▶ _TASK DESCRIPTION_:
All that should appear is the run of lines from the one containing "was called before" through the end of the records, each repeated exactly.

▶ _EXERCISE DATA_:
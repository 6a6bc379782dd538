//! The scheduler trait.

use std::sync::Arc;

use crate::error::Result;
use crate::task::{SchedulerId, Task};

/// A strategy for where and when a [`Task`] runs.
///
/// Every implementation honours the same lifecycle contract:
///
/// - `start` prepares the execution context and is idempotent.
/// - `schedule` runs or enqueues a task.
/// - `stop` requests a graceful shutdown; work scheduled before the call
///   still runs.
/// - `wait_for_scheduler` blocks until the scheduler has drained and
///   terminated.
/// - `wait_for_idle` blocks until nothing is pending or running, without
///   terminating anything.
///
/// # Object Safety
///
/// This trait is object-safe: stores hold their scheduler as
/// `Arc<dyn Scheduler>`.
pub trait Scheduler: Send + Sync {
    /// Identity of this scheduler instance.
    fn id(&self) -> SchedulerId;

    /// Prepare the execution context.
    fn start(&self) -> Result<()>;

    /// Run or enqueue a task.
    ///
    /// On `Err` the task has been dropped without running.
    fn schedule(&self, task: Task) -> Result<()>;

    /// Request a graceful shutdown.
    fn stop(&self);

    /// Block until the scheduler has drained and terminated.
    fn wait_for_scheduler(&self);

    /// Block until no task is pending or running.
    fn wait_for_idle(&self);
}

/// Convenience methods available on every scheduler.
pub trait SchedulerExt: Scheduler {
    /// Schedule a closure without boxing it first.
    fn schedule_fn<F>(&self, f: F) -> Result<()>
    where
        F: FnOnce() + Send + 'static,
    {
        self.schedule(Box::new(f))
    }

    /// Whether `other` is this very scheduler instance.
    fn is_same(&self, other: &dyn Scheduler) -> bool {
        self.id() == other.id()
    }
}

impl<T: Scheduler + ?Sized> SchedulerExt for T {}

// Blanket implementations for shared and boxed schedulers

impl<T: Scheduler + ?Sized> Scheduler for Arc<T> {
    fn id(&self) -> SchedulerId {
        (**self).id()
    }

    fn start(&self) -> Result<()> {
        (**self).start()
    }

    fn schedule(&self, task: Task) -> Result<()> {
        (**self).schedule(task)
    }

    fn stop(&self) {
        (**self).stop()
    }

    fn wait_for_scheduler(&self) {
        (**self).wait_for_scheduler()
    }

    fn wait_for_idle(&self) {
        (**self).wait_for_idle()
    }
}

impl<T: Scheduler + ?Sized> Scheduler for Box<T> {
    fn id(&self) -> SchedulerId {
        self.as_ref().id()
    }

    fn start(&self) -> Result<()> {
        self.as_ref().start()
    }

    fn schedule(&self, task: Task) -> Result<()> {
        self.as_ref().schedule(task)
    }

    fn stop(&self) {
        self.as_ref().stop()
    }

    fn wait_for_scheduler(&self) {
        self.as_ref().wait_for_scheduler()
    }

    fn wait_for_idle(&self) {
        self.as_ref().wait_for_idle()
    }
}
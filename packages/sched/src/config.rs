//! Scheduler configuration.

use serde::{Deserialize, Serialize};

/// Configuration for a [`MainScheduler`](crate::MainScheduler).
#[derive(Debug, Clone, PartialEq, Eq, Serialize, Deserialize)]
#[serde(default)]
pub struct MainSchedulerConfig {
    /// Name given to the worker thread.
    pub thread_name: String,

    /// Stack size of the worker thread in bytes. `None` keeps the platform default.
    #[serde(skip_serializing_if = "Option::is_none")]
    pub stack_size: Option<usize>,
}

impl Default for MainSchedulerConfig {
    fn default() -> Self {
        Self {
            thread_name: "strand-main".to_string(),
            stack_size: None,
        }
    }
}

/// Configuration for a [`BackgroundScheduler`](crate::BackgroundScheduler).
#[derive(Debug, Clone, PartialEq, Eq, Serialize, Deserialize)]
#[serde(default)]
pub struct BackgroundSchedulerConfig {
    /// Name given to every task thread.
    pub thread_name: String,

    /// Stack size of each task thread in bytes.
    #[serde(skip_serializing_if = "Option::is_none")]
    pub stack_size: Option<usize>,
}

impl Default for BackgroundSchedulerConfig {
    fn default() -> Self {
        Self {
            thread_name: "strand-bg".to_string(),
            stack_size: None,
        }
    }
}

pub(crate) fn thread_builder(name: &str, stack_size: Option<usize>) -> std::thread::Builder {
    let builder = std::thread::Builder::new().name(name.to_string());
    match stack_size {
        Some(size) => builder.stack_size(size),
        None => builder,
    }
}
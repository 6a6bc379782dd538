//! Strand schedulers: where and when a task runs
//!
//! A [`Scheduler`] takes boxed closures ([`Task`]) and runs them according to
//! its own concurrency policy:
//!
//! | Scheduler                | Policy                                         |
//! |--------------------------|------------------------------------------------|
//! | [`ImmediateScheduler`]   | inline, on the caller's thread                 |
//! | [`BackgroundScheduler`]  | one new thread per task, unordered             |
//! | [`MainScheduler`]        | one worker thread, strict FIFO, one at a time  |
//!
//! There are no global scheduler instances. Construct the ones you need and
//! share them explicitly, usually as `Arc<dyn Scheduler>`.
//!
//! # Example
//!
//! ```rust
//! use std::sync::Arc;
//! use strand_sched::{BackgroundScheduler, MainScheduler, Scheduler, SchedulerExt};
//!
//! let main: Arc<dyn Scheduler> = Arc::new(MainScheduler::started()?);
//! let background: Arc<dyn Scheduler> = Arc::new(BackgroundScheduler::new());
//!
//! main.schedule_fn(|| println!("in order"))?;
//! background.schedule_fn(|| println!("whenever"))?;
//!
//! main.stop();
//! main.wait_for_scheduler();
//! background.wait_for_scheduler();
//! # Ok::<(), strand_sched::SchedError>(())
//! ```

mod background;
mod config;
mod error;
mod immediate;
mod main_loop;
mod scheduler;
mod task;

pub use background::BackgroundScheduler;
pub use config::{BackgroundSchedulerConfig, MainSchedulerConfig};
pub use error::{Result, SchedError};
pub use immediate::ImmediateScheduler;
pub use main_loop::{Lifecycle, MainScheduler};
pub use scheduler::{Scheduler, SchedulerExt};
pub use task::{SchedulerId, Task};
//! Error types for the store layer.

use strand_sched::SchedError;
use thiserror::Error;

/// Errors that can occur while constructing a store.
///
/// Once a store exists its operations never fail: reducer failures are
/// logged, and dispatches refused by a stopped scheduler are dropped.
#[derive(Debug, Error)]
pub enum StoreError {
    /// The store's own scheduler could not be started.
    #[error("scheduler error: {0}")]
    Scheduler(#[from] SchedError),
}

/// Result type alias for store operations.
pub type Result<T> = std::result::Result<T, StoreError>;

#[cfg(test)]
mod tests {
    use super::*;

    #[test]
    fn scheduler_error_converts() {
        let err: StoreError = SchedError::NotStarted.into();
        assert!(matches!(err, StoreError::Scheduler(SchedError::NotStarted)));
        assert_eq!(err.to_string(), "scheduler error: scheduler not started");
    }
}
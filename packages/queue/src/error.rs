//! Error types for the queue layer.

use thiserror::Error;

/// Errors returned by [`BlockingQueue`](crate::BlockingQueue).
///
/// Emptiness is never an error: a blocking pop waits instead.
#[derive(Debug, Error, Clone, Copy, PartialEq, Eq)]
pub enum QueueError {
    /// The queue was closed and every queued item has been handed out.
    #[error("queue closed")]
    Closed,
}

#[cfg(test)]
mod tests {
    use super::*;

    #[test]
    fn error_display_works() {
        assert_eq!(format!("{}", QueueError::Closed), "queue closed");
    }
}
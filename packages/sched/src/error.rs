//! Error types for the scheduler layer.

use thiserror::Error;

/// Errors returned by scheduler operations.
///
/// Both `NotStarted` and `Stopped` mean the scheduler is not ready to accept
/// work; the task handed to `schedule` is dropped without running.
#[derive(Debug, Error)]
pub enum SchedError {
    /// `schedule` was called before `start`.
    #[error("scheduler not started")]
    NotStarted,

    /// The scheduler has drained and its worker has exited.
    #[error("scheduler stopped")]
    Stopped,

    /// The OS refused to create a worker thread.
    #[error("failed to spawn scheduler thread: {0}")]
    Spawn(#[from] std::io::Error),
}

/// Result type alias for scheduler operations.
pub type Result<T> = std::result::Result<T, SchedError>;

▶ _EXPECTED ANSWER_:
    /// `schedule` was called before `start`.
    #[error("scheduler not started")]
    NotStarted,

    /// The scheduler has drained and its worker has exited.
    #[error("scheduler stopped")]
    Stopped,

    /// The OS refused to create a worker thread.
    #[error("failed to spawn scheduler thread: {0}")]
    Spawn(#[from] std::io::Error),
}

/// Result type alias for scheduler operations.
pub type Result<T> = std::result::Result<T, SchedError>;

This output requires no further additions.